From: Nick Hay (email@example.com)
Date: Fri Aug 15 2003 - 22:20:04 MDT
king-yin yan wrote:
> There is a dilemma in here, on the one hand a formal system (made of
> simplistic rules and thus mathematically analysable) will be predictable
> and safe, but it can't handle the moral complexities that we would want.
Right, it'll be predicable. It won't necessarily be safe - a lot of those
moral complexities are necessary for safety.
> On the other hand, the complex moral structure that you described
> above will require a connectionist approach or something equivalent.
> Meaning that it has distributed representations, graded response,
> generalization, and being able to be *trained*.
Connectionism, in the sense of building everything out of neurologically
inspired networks, has at least two problems. Firstly it is substrate that
may not be best suited for the kind of computational hardware we have - fast,
digital, serial. It seems more suited to implementing a mind on meat - cells
with a slow rate of computation, which need to be massively parallelised to
get anything done. Secondly it conflates the levels of organisation - you
don't introduce all information on the lowest level, code, but on various
different level built on top of code. You don't design things solely on the
See http://www.intelligence.org/seedAI/ for a more sensible AI design.
Although I'm not quite sure what you mean by "connectionist approach or
something equivalent". Can you elaborate? What AI methods is it contrasted
> Then you have a big
> problem. Practically such a connectionist network is quite similar to a
> human being, but much smarter.
Similar to humans in what way? Humans, like all species, contain a lot of
specific complexity. A lot of this is important complexity that needs to be
explictly introduced (eg. the structure beneath humane morality).
Why will connectionist networks be smarter?

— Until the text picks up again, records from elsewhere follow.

use crate::catalog::Catalog;
use crate::catalog::schema::SchemaVersion;
use crate::catalog::types::{IndexId, TableId};
use crate::error::FeError;
use std::fmt::Write as _;
use std::sync::Arc;

#[derive(Debug, Clone, PartialEq, Eq)]
pub struct ScanRequest {
    pub db_name: String,
    pub table_name: String,
    /// Columns the query reads. Empty means every base column.
    pub columns: Vec<String>,
}

impl ScanRequest {
    pub fn table(db_name: impl Into<String>, table_name: impl Into<String>) -> Self {
        Self {
            db_name: db_name.into(),
            table_name: table_name.into(),
            columns: Vec::new(),
        }
    }

    pub fn with_columns(mut self, columns: &[&str]) -> Self {
        self.columns = columns.iter().map(|c| c.to_string()).collect();
        self
    }
}

#[derive(Debug, Clone, PartialEq, Eq)]
pub enum PlanNode {
    OlapScan {
        table_id: TableId,
        table_name: String,
        index_id: IndexId,
        index_name: String,
        schema: Arc<SchemaVersion>,
        output_columns: Vec<String>,
    },
}

#[derive(Debug, Clone, PartialEq, Eq)]
pub struct PlanFragment {
    pub root: PlanNode,
    pub children: Vec<PlanFragment>,
}

impl PlanFragment {
    pub fn explain(&self) -> String {
        let mut out = String::new();
        self.explain_into(&mut out, 0);
        out
    }

    fn explain_into(&self, out: &mut String, depth: usize) {
        let pad = "  ".repeat(depth);
        match &self.root {
            PlanNode::OlapScan {
                table_name,
                index_name,
                schema,
                output_columns,
                ..
            } => {
                let _ = writeln!(
                    out,
                    "{pad}OlapScan table={table_name} index={index_name} schema_version={} columns=[{}]",
                    schema.schema_version,
                    output_columns.join(", ")
                );
            }
        }
        for child in &self.children {
            child.explain_into(out, depth + 1);
        }
    }

    pub fn index_name(&self) -> &str {
        match &self.root {
            PlanNode::OlapScan { index_name, .. } => index_name,
        }
    }
}

/// Plans a single-fragment scan. Picks the narrowest index that covers every
/// requested column, preferring the base index on ties. The chosen schema
/// version is pinned by `Arc`, so a concurrent schema swap never changes
/// what an already planned scan reads.
pub fn plan_scan(catalog: &Catalog, request: &ScanRequest) -> Result<PlanFragment, FeError> {
    let table = catalog.table_snapshot(&request.db_name, &request.table_name)?;
    let base = table.base_index_meta();
    let base_name = table.name().to_string();

    let (index_name, schema) = if request.columns.is_empty() {
        (base_name, base)
    } else {
        for column in &request.columns {
            if !base.has_column(column) {
                return Err(FeError::UnknownColumn {
                    table: table.name().to_string(),
                    column: column.clone(),
                });
            }
        }
        let mut best = (base_name, base);
        for (name, meta) in table.indexes() {
            if meta.index_id == best.1.index_id {
                continue;
            }
            let covers = request.columns.iter().all(|c| meta.has_column(c));
            if covers && meta.columns.len() < best.1.columns.len() {
                best = (name.to_string(), Arc::clone(meta));
            }
        }
        best
    };

    let output_columns = if request.columns.is_empty() {
        schema.column_names().iter().map(|c| c.to_string()).collect()
    } else {
        request.columns.clone()
    };
    Ok(PlanFragment {
        root: PlanNode::OlapScan {
            table_id: table.id(),
            table_name: table.name().to_string(),
            index_id: schema.index_id,
            index_name,
            schema,
            output_columns,
        },
        children: Vec::new(),
    })
}
use thiserror::Error;

#[derive(Debug, Clone, Copy, PartialEq, Eq)]
pub enum ResourceType {
    Database,
    Table,
    Index,
    Column,
    AlterJob,
}

impl std::fmt::Display for ResourceType {
    fn fmt(&self, f: &mut std::fmt::Formatter<'_>) -> std::fmt::Result {
        match self {
            ResourceType::Database => write!(f, "database"),
            ResourceType::Table => write!(f, "table"),
            ResourceType::Index => write!(f, "index"),
            ResourceType::Column => write!(f, "column"),
            ResourceType::AlterJob => write!(f, "alter job"),
        }
    }
}

#[derive(Debug, Clone, Copy, PartialEq, Eq)]
pub enum FeErrorCode {
    Io,
    Encode,
    Decode,
    Validation,
    InvalidConfig,
    Corruption,
    DatabaseAlreadyExists,
    TableAlreadyExists,
    IndexAlreadyExists,
    ColumnAlreadyExists,
    AlterJobAlreadyExists,
    DatabaseNotFound,
    TableNotFound,
    IndexNotFound,
    ColumnNotFound,
    AlterJobNotFound,
    DuplicateColumn,
    UnknownColumn,
    UnsupportedEngine,
    ConcurrentModification,
    HasActiveJobs,
    InvalidStateTransition,
    JobAlreadyFinal,
    Worker,
    Timeout,
    Shutdown,
}

impl FeErrorCode {
    pub fn as_str(self) -> &'static str {
        match self {
            FeErrorCode::Io => "io",
            FeErrorCode::Encode => "encode",
            FeErrorCode::Decode => "decode",
            FeErrorCode::Validation => "validation",
            FeErrorCode::InvalidConfig => "invalid_config",
            FeErrorCode::Corruption => "corruption",
            FeErrorCode::DatabaseAlreadyExists => "database_already_exists",
            FeErrorCode::TableAlreadyExists => "table_already_exists",
            FeErrorCode::IndexAlreadyExists => "index_already_exists",
            FeErrorCode::ColumnAlreadyExists => "column_already_exists",
            FeErrorCode::AlterJobAlreadyExists => "alter_job_already_exists",
            FeErrorCode::DatabaseNotFound => "database_not_found",
            FeErrorCode::TableNotFound => "table_not_found",
            FeErrorCode::IndexNotFound => "index_not_found",
            FeErrorCode::ColumnNotFound => "column_not_found",
            FeErrorCode::AlterJobNotFound => "alter_job_not_found",
            FeErrorCode::DuplicateColumn => "duplicate_column",
            FeErrorCode::UnknownColumn => "unknown_column",
            FeErrorCode::UnsupportedEngine => "unsupported_engine",
            FeErrorCode::ConcurrentModification => "concurrent_modification",
            FeErrorCode::HasActiveJobs => "has_active_jobs",
            FeErrorCode::InvalidStateTransition => "invalid_state_transition",
            FeErrorCode::JobAlreadyFinal => "job_already_final",
            FeErrorCode::Worker => "worker",
            FeErrorCode::Timeout => "timeout",
            FeErrorCode::Shutdown => "shutdown",
        }
    }
}

#[derive(Debug, Error)]
pub enum FeError {
    #[error("io error: {0}")]
    Io(#[from] std::io::Error),
    #[error("encode error: {0}")]
    Encode(String),
    #[error("decode error: {0}")]
    Decode(String),
    #[error("validation error: {0}")]
    Validation(String),
    #[error("invalid config: {message}")]
    InvalidConfig { message: String },
    #[error("corruption: {message}")]
    Corruption { message: String },
    #[error("{resource_type} '{resource_id}' already exists")]
    AlreadyExists {
        resource_type: ResourceType,
        resource_id: String,
    },
    #[error("{resource_type} '{resource_id}' not found")]
    NotFound {
        resource_type: ResourceType,
        resource_id: String,
    },
    #[error("duplicate column '{column}' in table '{table}'")]
    DuplicateColumn { table: String, column: String },
    #[error("unknown column '{column}' in table '{table}'")]
    UnknownColumn { table: String, column: String },
    #[error("table '{table}' uses engine {engine}, which does not support this operation")]
    UnsupportedEngine { table: String, engine: String },
    #[error("table '{table}' is busy: {state} job {job_id} is in progress")]
    ConcurrentModification {
        table: String,
        state: String,
        job_id: u64,
    },
    #[error("database '{database}' has {active} active alter job(s)")]
    HasActiveJobs { database: String, active: usize },
    #[error("alter job {job_id}: invalid state transition {from} -> {to}")]
    InvalidStateTransition {
        job_id: u64,
        from: String,
        to: String,
    },
    #[error("alter job {job_id} is already {state}")]
    JobAlreadyFinal { job_id: u64, state: String },
    #[error("worker error: {0}")]
    Worker(String),
    #[error("timeout")]
    Timeout,
    #[error("frontend is shutting down")]
    Shutdown,
}

impl FeError {
    pub fn code(&self) -> FeErrorCode {
        match self {
            FeError::Io(_) => FeErrorCode::Io,
            FeError::Encode(_) => FeErrorCode::Encode,
            FeError::Decode(_) => FeErrorCode::Decode,
            FeError::Validation(_) => FeErrorCode::Validation,
            FeError::InvalidConfig { .. } => FeErrorCode::InvalidConfig,
            FeError::Corruption { .. } => FeErrorCode::Corruption,
            FeError::AlreadyExists { resource_type, .. } => match resource_type {
                ResourceType::Database => FeErrorCode::DatabaseAlreadyExists,
                ResourceType::Table => FeErrorCode::TableAlreadyExists,
                ResourceType::Index => FeErrorCode::IndexAlreadyExists,
                ResourceType::Column => FeErrorCode::ColumnAlreadyExists,
                ResourceType::AlterJob => FeErrorCode::AlterJobAlreadyExists,
            },
            FeError::NotFound { resource_type, .. } => match resource_type {
                ResourceType::Database => FeErrorCode::DatabaseNotFound,
                ResourceType::Table => FeErrorCode::TableNotFound,
                ResourceType::Index => FeErrorCode::IndexNotFound,
                ResourceType::Column => FeErrorCode::ColumnNotFound,
                ResourceType::AlterJob => FeErrorCode::AlterJobNotFound,
            },
            FeError::DuplicateColumn { .. } => FeErrorCode::DuplicateColumn,
            FeError::UnknownColumn { .. } => FeErrorCode::UnknownColumn,
            FeError::UnsupportedEngine { .. } => FeErrorCode::UnsupportedEngine,
            FeError::ConcurrentModification { .. } => FeErrorCode::ConcurrentModification,
            FeError::HasActiveJobs { .. } => FeErrorCode::HasActiveJobs,
            FeError::InvalidStateTransition { .. } => FeErrorCode::InvalidStateTransition,
            FeError::JobAlreadyFinal { .. } => FeErrorCode::JobAlreadyFinal,
            FeError::Worker(_) => FeErrorCode::Worker,
            FeError::Timeout => FeErrorCode::Timeout,
            FeError::Shutdown => FeErrorCode::Shutdown,
        }
    }

    pub fn code_str(&self) -> &'static str {
        self.code().as_str()
    }

    /// Errors the scheduler retries with backoff instead of failing the job.
    pub fn is_transient(&self) -> bool {
        matches!(self, FeError::Io(_) | FeError::Worker(_) | FeError::Timeout)
    }

    pub(crate) fn not_found(resource_type: ResourceType, resource_id: impl Into<String>) -> Self {
        FeError::NotFound {
            resource_type,
            resource_id: resource_id.into(),
        }
    }

    pub(crate) fn already_exists(
        resource_type: ResourceType,
        resource_id: impl Into<String>,
    ) -> Self {
        FeError::AlreadyExists {
            resource_type,
            resource_id: resource_id.into(),
        }
    }
}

>Every human would end up trying to
> talk to this AI like crazy in order to influence its behavior in their
This is unnecessary in a Friendly AI, in the sense that it won't make any
difference (this is a good thing!) - the FAI's final state should not depend
on who programmed it, or who talked to the AI in ver youth, except in so much
as deciding the binary issue "Friendly or unFriendly". This independence is a
desirable goal towards which the FAI can direct its intelligence. Ensuring
the FAI remains Friendly is a complex and important design consideration.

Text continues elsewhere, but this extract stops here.